Most AI discussions revolve around model capability — better reasoning, more context, higher benchmarks. But AI adoption rarely follows capability. It follows how naturally the technology fits into the workflow people are already in.
This is part of the Hidden Variables in AI Strategy series — examining the factors that determine whether AI initiatives deliver real organisational value or remain stuck in perpetual pilot.
The Bolt-On Problem
Right now, much of enterprise AI is being added as an adjacent feature. Side-pane copilots. Separate chat interfaces. Copy-paste prompts into external tools. AI becomes a wingman sitting next to the system rather than part of it.
The problem is not the model — it is the product design. Humans are fundamentally habit-driven. We rarely change our tools unless the experience itself changes. Asking someone to open a new pane, switch context, and formulate a query during a high-pressure workflow is asking them to override muscle memory. Most of the time, they will not. The feature will exist. It will not be used.

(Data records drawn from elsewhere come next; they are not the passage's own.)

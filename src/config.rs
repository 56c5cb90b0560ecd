// Configuration for the chat client
//
// Configuration is loaded in order of precedence:
// 1. Environment variables (highest priority)
// 2. Config file (~/.config/trinity/config.toml)
// 3. Built-in defaults (lowest priority)
//
// The API credential is environment-only (OPENAI_API_KEY) so it never ends
// up in a config file by accident.

use crate::llm::DEFAULT_API_BASE;
use crate::session::SYSTEM_PROMPT;
use crate::theme::RainColor;
use serde::Deserialize;
use std::path::PathBuf;

/// Version info
pub const VERSION: &str = env!("CARGO_PKG_VERSION");

/// Logging configuration
#[derive(Debug, Clone)]
pub struct LoggingConfig {
    /// Log level: trace, debug, info, warn, error
    pub level: String,

    /// Write logs to rotating files (the TUI owns the terminal, so this is
    /// the only way to see logs from a live session)
    pub file_enabled: bool,

    /// Directory for log files
    pub file_dir: PathBuf,
}

impl Default for LoggingConfig {
    fn default() -> Self {
        Self {
            level: "info".to_string(),
            file_enabled: false,
            file_dir: dirs::data_local_dir()
                .map(|p| p.join("trinity").join("logs"))
                .unwrap_or_else(|| PathBuf::from("logs")),
        }
    }
}

/// Application configuration
#[derive(Debug, Clone)]
pub struct Config {
    /// API credential; environment-only, required unless demo_mode is set
    pub api_key: Option<String>,

    /// Base URL of the chat completions API
    pub api_base: String,

    /// Model requested from the API; switchable at runtime with /model
    pub model: String,

    /// Baseline token budget per response (raised per-request for long
    /// prompts, capped at 300)
    pub max_tokens: u32,

    /// System prompt sent as the first turn
    pub system_prompt: String,

    /// Rain color; switchable at runtime with /color
    pub color: RainColor,

    /// Demo mode: canned replies, no API key needed
    pub demo_mode: bool,

    /// Per-request timeout in seconds
    pub request_timeout_secs: u64,

    /// Logging configuration
    pub logging: LoggingConfig,
}

impl Default for Config {
    fn default() -> Self {
        Self {
            api_key: None,
            api_base: DEFAULT_API_BASE.to_string(),
            model: "gpt-3.5-turbo".to_string(),
            max_tokens: 150,
            system_prompt: SYSTEM_PROMPT.to_string(),
            color: RainColor::default(),
            demo_mode: false,
            request_timeout_secs: 60,
            logging: LoggingConfig::default(),
        }
    }
}

/// Logging settings as loaded from the config file
#[derive(Debug, Deserialize, Default)]
struct FileLogging {
    level: Option<String>,
    file_enabled: Option<bool>,
    file_dir: Option<String>,
}

/// Config file structure (subset of Config that makes sense to persist)
#[derive(Debug, Deserialize, Default)]
struct FileConfig {
    api_base: Option<String>,
    model: Option<String>,
    max_tokens: Option<u32>,
    system_prompt: Option<String>,
    color: Option<String>,
    request_timeout_secs: Option<u64>,

    /// Optional [logging] section
    logging: Option<FileLogging>,
}

impl Config {
    /// Get the config file path: ~/.config/trinity/config.toml
    /// Uses Unix-style ~/.config on all platforms for consistency
    pub fn config_path() -> Option<PathBuf> {
        dirs::home_dir().map(|p| p.join(".config").join("trinity").join("config.toml"))
    }

    /// Create a commented config template if none exists, so users can
    /// discover the options
    pub fn ensure_config_exists() {
        let Some(path) = Self::config_path() else {
            return;
        };
        if path.exists() {
            return;
        }
        if let Some(parent) = path.parent() {
            if std::fs::create_dir_all(parent).is_err() {
                return; // Config is optional
            }
        }

        let template = r#"# trinity configuration
# Uncomment and modify options as needed.
# The API key is environment-only: export OPENAI_API_KEY=sk-...

# Model requested from the API (also switchable at runtime with /model)
# model = "gpt-3.5-turbo"

# Rain color: green, red, blue, cyan, magenta, yellow, white
# color = "green"

# Baseline token budget per response
# max_tokens = 150

# Base URL of the chat completions API
# api_base = "https://api.openai.com/v1"

# Per-request timeout in seconds
# request_timeout_secs = 60

# Override the persona sent as the system prompt
# system_prompt = "You are Trinity from The Matrix. ..."

# [logging]
# level = "info"
# file_enabled = false
# file_dir = "~/.local/share/trinity/logs"
"#;
        let _ = std::fs::write(&path, template);
    }

    /// Load configuration: defaults, then the config file, then environment
    /// variables on top.
    pub fn from_env() -> Self {
        let mut config = Self::default();

        if let Some(path) = Self::config_path() {
            if let Ok(contents) = std::fs::read_to_string(&path) {
                match toml::from_str::<FileConfig>(&contents) {
                    Ok(file) => config.apply_file(file),
                    Err(e) => {
                        // Logging is not up yet; stderr is still ours here
                        eprintln!("Warning: ignoring malformed {}: {}", path.display(), e);
                    }
                }
            }
        }

        config.apply_env();
        config
    }

    fn apply_file(&mut self, file: FileConfig) {
        if let Some(api_base) = file.api_base {
            self.api_base = api_base;
        }
        if let Some(model) = file.model {
            self.model = model;
        }
        if let Some(max_tokens) = file.max_tokens {
            self.max_tokens = max_tokens;
        }
        if let Some(system_prompt) = file.system_prompt {
            self.system_prompt = system_prompt;
        }
        if let Some(color) = file.color {
            match RainColor::from_name(&color) {
                Some(parsed) => self.color = parsed,
                None => eprintln!(
                    "Warning: unknown color {:?} in config, using {}",
                    color,
                    self.color.name()
                ),
            }
        }
        if let Some(timeout) = file.request_timeout_secs {
            self.request_timeout_secs = timeout;
        }
        if let Some(logging) = file.logging {
            if let Some(level) = logging.level {
                self.logging.level = level;
            }
            if let Some(file_enabled) = logging.file_enabled {
                self.logging.file_enabled = file_enabled;
            }
            if let Some(file_dir) = logging.file_dir {
                self.logging.file_dir = PathBuf::from(file_dir);
            }
        }
    }

    fn apply_env(&mut self) {
        if let Ok(key) = std::env::var("OPENAI_API_KEY") {
            if !key.trim().is_empty() {
                self.api_key = Some(key);
            }
        }
        if let Ok(api_base) = std::env::var("TRINITY_API_BASE") {
            self.api_base = api_base;
        }
        if let Ok(model) = std::env::var("TRINITY_MODEL") {
            self.model = model;
        }
        if let Ok(color) = std::env::var("TRINITY_COLOR") {
            match RainColor::from_name(&color) {
                Some(parsed) => self.color = parsed,
                None => eprintln!(
                    "Warning: unknown TRINITY_COLOR {:?}, using {}",
                    color,
                    self.color.name()
                ),
            }
        }
        if let Ok(demo) = std::env::var("TRINITY_DEMO") {
            self.demo_mode = matches!(demo.trim(), "1" | "true" | "yes");
        }
        if let Ok(timeout) = std::env::var("TRINITY_TIMEOUT_SECS") {
            match timeout.parse() {
                Ok(parsed) => self.request_timeout_secs = parsed,
                Err(_) => eprintln!("Warning: TRINITY_TIMEOUT_SECS is not a number, ignoring"),
            }
        }
        if let Ok(level) = std::env::var("TRINITY_LOG") {
            self.logging.level = level;
        }
    }

    /// Render the effective configuration as TOML (for `config --show` and
    /// `config --reset`)
    pub fn to_toml(&self) -> String {
        format!(
            r#"# trinity configuration
# The API key is environment-only: export OPENAI_API_KEY=sk-...

model = {model:?}
color = {color:?}
max_tokens = {max_tokens}
api_base = {api_base:?}
request_timeout_secs = {timeout}
system_prompt = {system_prompt:?}

[logging]
level = {level:?}
file_enabled = {file_enabled}
file_dir = {file_dir:?}
"#,
            model = self.model,
            color = self.color.name(),
            max_tokens = self.max_tokens,
            api_base = self.api_base,
            timeout = self.request_timeout_secs,
            system_prompt = self.system_prompt,
            level = self.logging.level,
            file_enabled = self.logging.file_enabled,
            file_dir = self.logging.file_dir.display().to_string(),
        )
    }
}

A Pattern Technology Has Seen Before
This is not unique to AI. Every transformative technology went through the same inflection: from bolt-on to built-in.
- Security adoption accelerated when it became built into operating systems — not when it remained as separate antivirus software users had to install and remember.
- Accessibility improved dramatically when it became part of core UX design standards — not when it was an afterthought patched in post-launch.
- Cloud infrastructure scaled when APIs were designed into platforms from the start — not bolted onto legacy systems after the fact.
Technology spreads fastest when it becomes native to the product architecture. Not when it becomes another tool in the toolbar.
From the Field: The Incident Resolution Experiment
I experienced this pattern directly while building an AI solution to accelerate live-site incident resolution.
Our first approach was straightforward: a conversational AI interface. On-call engineers could query system telemetry, retrieve diagnostic insights, and run analysis through a chat pane attached to the incident management tool. Technically, it worked well. The model was accurate. The latency was acceptable.
Adoption was negligible.
The Redesign
We stopped asking engineers to consult the AI. Instead, we made the AI run automatically when a ticket was created. By the time the on-call engineer opened the incident, the system had already generated context, identified impacted services, and produced a preliminary root-cause hypothesis — surfaced within the ticket interface itself. Engineers could dig deeper if they chose, but the first layer of analysis was already there. Engagement increased multiple-fold. Not because the model improved. Because the product design changed.
The engineers did not adopt the AI because it got smarter. They adopted it because it stopped requiring them to do anything differently. It was simply there when they opened the ticket.
Capability attracts attention. Native integration within product design drives adoption.
Three Questions Every AI Initiative Should Answer
Before asking whether a model is good enough, ask whether the integration is designed for adoption. Here are the three tests:
1. Is AI embedded natively in the product?
Does the user have to leave their current interface or open a new tool to access AI? If yes, you have a bolt-on. Bolt-ons rarely scale. The goal is to make AI invisible — already running within the flow the user is already in.
2. Does it preserve existing user habits?
Any friction introduced in a new workflow is a reason not to adopt. The most successful product integrations do not require users to learn new patterns — they make existing patterns easier. If your AI integration requires behaviour change, expect resistance proportional to the change required.
3. Does it remove steps rather than introduce them?
This is the clearest signal of whether an AI feature is additive or transformative. Count the steps in the workflow before and after. If the number goes up, the AI is adding cognitive load, not reducing it. The best integrations make users faster at what they were already doing — not better at a new skill they must acquire.
The Bottom Line
The real shift in AI adoption will not come from smarter models. It will come when products are designed AI-native from the ground up — where intelligence is a property of the workflow, not a feature attached to it.
Capability attracts attention. But it is product design that converts attention into adoption. And adoption is the only thing that determines whether AI delivers real organisational value.
Disclaimer: The views expressed are those of the author and are for informational purposes only. They do not constitute financial, legal, or investment advice.